▸ EXERCISE MATERIAL:
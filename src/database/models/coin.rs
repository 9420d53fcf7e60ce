use chrono::{DateTime, Utc};
use rust_decimal::Decimal;
use serde::{Deserialize, Serialize};
use utoipa::ToSchema;

use crate::dexscreener::MarketData;

/// Chain the token lives on
#[derive(Debug, Clone, Copy, PartialEq, Eq, Default, Serialize, Deserialize, ToSchema)]
#[serde(rename_all = "UPPERCASE")]
pub enum Chain {
    #[default]
    Sol,
}

/// Coin entity - one listed token and its latest known market metrics
///
/// Market fields and `last_sync_at` stay `None` until the first successful sync.
#[derive(Debug, Clone, PartialEq, Serialize, Deserialize, ToSchema)]
#[serde(rename_all = "camelCase")]
pub struct Coin {
    pub id: String,

    /// Ticker symbol (e.g., "PARE")
    pub symbol: String,

    pub name: String,

    #[serde(default, skip_serializing_if = "Option::is_none")]
    pub description: Option<String>,

    /// Token mint address, used as the DexScreener lookup key
    pub contract_address: String,

    #[serde(default)]
    pub chain: Chain,

    pub created_at: DateTime<Utc>,

    #[serde(default, skip_serializing_if = "Option::is_none")]
    pub website: Option<String>,
    #[serde(default, skip_serializing_if = "Option::is_none")]
    pub twitter: Option<String>,
    #[serde(default, skip_serializing_if = "Option::is_none")]
    pub telegram: Option<String>,
    #[serde(default, skip_serializing_if = "Option::is_none")]
    pub dex_url: Option<String>,
    #[serde(default, skip_serializing_if = "Option::is_none")]
    pub explorer_url: Option<String>,
    #[serde(default, skip_serializing_if = "Option::is_none")]
    pub holders: Option<u64>,

    /// USD price, kept exact as reported upstream
    #[schema(value_type = Option<String>, example = "0.000123")]
    #[serde(default)]
    pub price: Option<Decimal>,

    #[serde(default, rename = "volume24h")]
    pub volume_24h: Option<f64>,

    #[serde(default)]
    pub liquidity: Option<f64>,

    #[serde(default)]
    pub market_cap: Option<f64>,

    #[serde(default, rename = "priceChange24h")]
    pub price_change_24h: Option<f64>,

    /// Timestamp of last successful market data sync
    #[serde(default)]
    pub last_sync_at: Option<DateTime<Utc>>,
}

impl Coin {
    /// Create a new coin with no market data yet
    pub fn new(
        id: impl Into<String>,
        symbol: impl Into<String>,
        name: impl Into<String>,
        contract_address: impl Into<String>,
    ) -> Self {
        Self {
            id: id.into(),
            symbol: symbol.into(),
            name: name.into(),
            description: None,
            contract_address: contract_address.into(),
            chain: Chain::Sol,
            created_at: Utc::now(),
            website: None,
            twitter: None,
            telegram: None,
            dex_url: None,
            explorer_url: None,
            holders: None,
            price: None,
            volume_24h: None,
            liquidity: None,
            market_cap: None,
            price_change_24h: None,
            last_sync_at: None,
        }
    }

    /// Set description
    pub fn with_description(mut self, description: impl Into<String>) -> Self {
        self.description = Some(description.into());
        self
    }

    /// Set creation timestamp
    pub fn with_created_at(mut self, created_at: DateTime<Utc>) -> Self {
        self.created_at = created_at;
        self
    }

    /// Overwrite the market fields with a fetched snapshot, leaving everything else alone
    pub fn apply_market_data(&mut self, data: &MarketData) {
        self.price = data.price;
        self.volume_24h = data.volume_24h;
        self.liquidity = data.liquidity;
        self.market_cap = data.market_cap;
        self.price_change_24h = data.price_change_24h;
        self.last_sync_at = Some(data.last_sync_at);
    }

    /// Age badge derived from `created_at`
    pub fn status_at(&self, now: DateTime<Utc>) -> CoinStatus {
        let age = now.signed_duration_since(self.created_at);

        if age < chrono::Duration::hours(24) {
            CoinStatus::New
        } else if age < chrono::Duration::days(7) {
            CoinStatus::Early
        } else {
            CoinStatus::Established
        }
    }
}

/// Age-based listing badge
#[derive(Debug, Clone, Copy, PartialEq, Eq, Serialize, Deserialize, ToSchema)]
#[serde(rename_all = "UPPERCASE")]
pub enum CoinStatus {
    New,
    Early,
    Established,
}

impl CoinStatus {
    pub fn parse(s: &str) -> Option<Self> {
        match s.to_uppercase().as_str() {
            "NEW" => Some(Self::New),
            "EARLY" => Some(Self::Early),
            "ESTABLISHED" => Some(Self::Established),
            _ => None,
        }
    }
}

/// Coin plus its derived status, as served to readers
#[derive(Debug, Clone, Serialize, ToSchema)]
pub struct CoinWithStatus {
    #[serde(flatten)]
    pub coin: Coin,
    pub status: CoinStatus,
}

impl CoinWithStatus {
    pub fn new(coin: Coin, now: DateTime<Utc>) -> Self {
        let status = coin.status_at(now);
        Self { coin, status }
    }
}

▸ TASK STATEMENT:
Copy out every line from the records that has the word "CoinStatus".

▸ TASK ANSWER:
    pub fn status_at(&self, now: DateTime<Utc>) -> CoinStatus {
            CoinStatus::New
            CoinStatus::Early
            CoinStatus::Established
pub enum CoinStatus {
impl CoinStatus {
    pub status: CoinStatus,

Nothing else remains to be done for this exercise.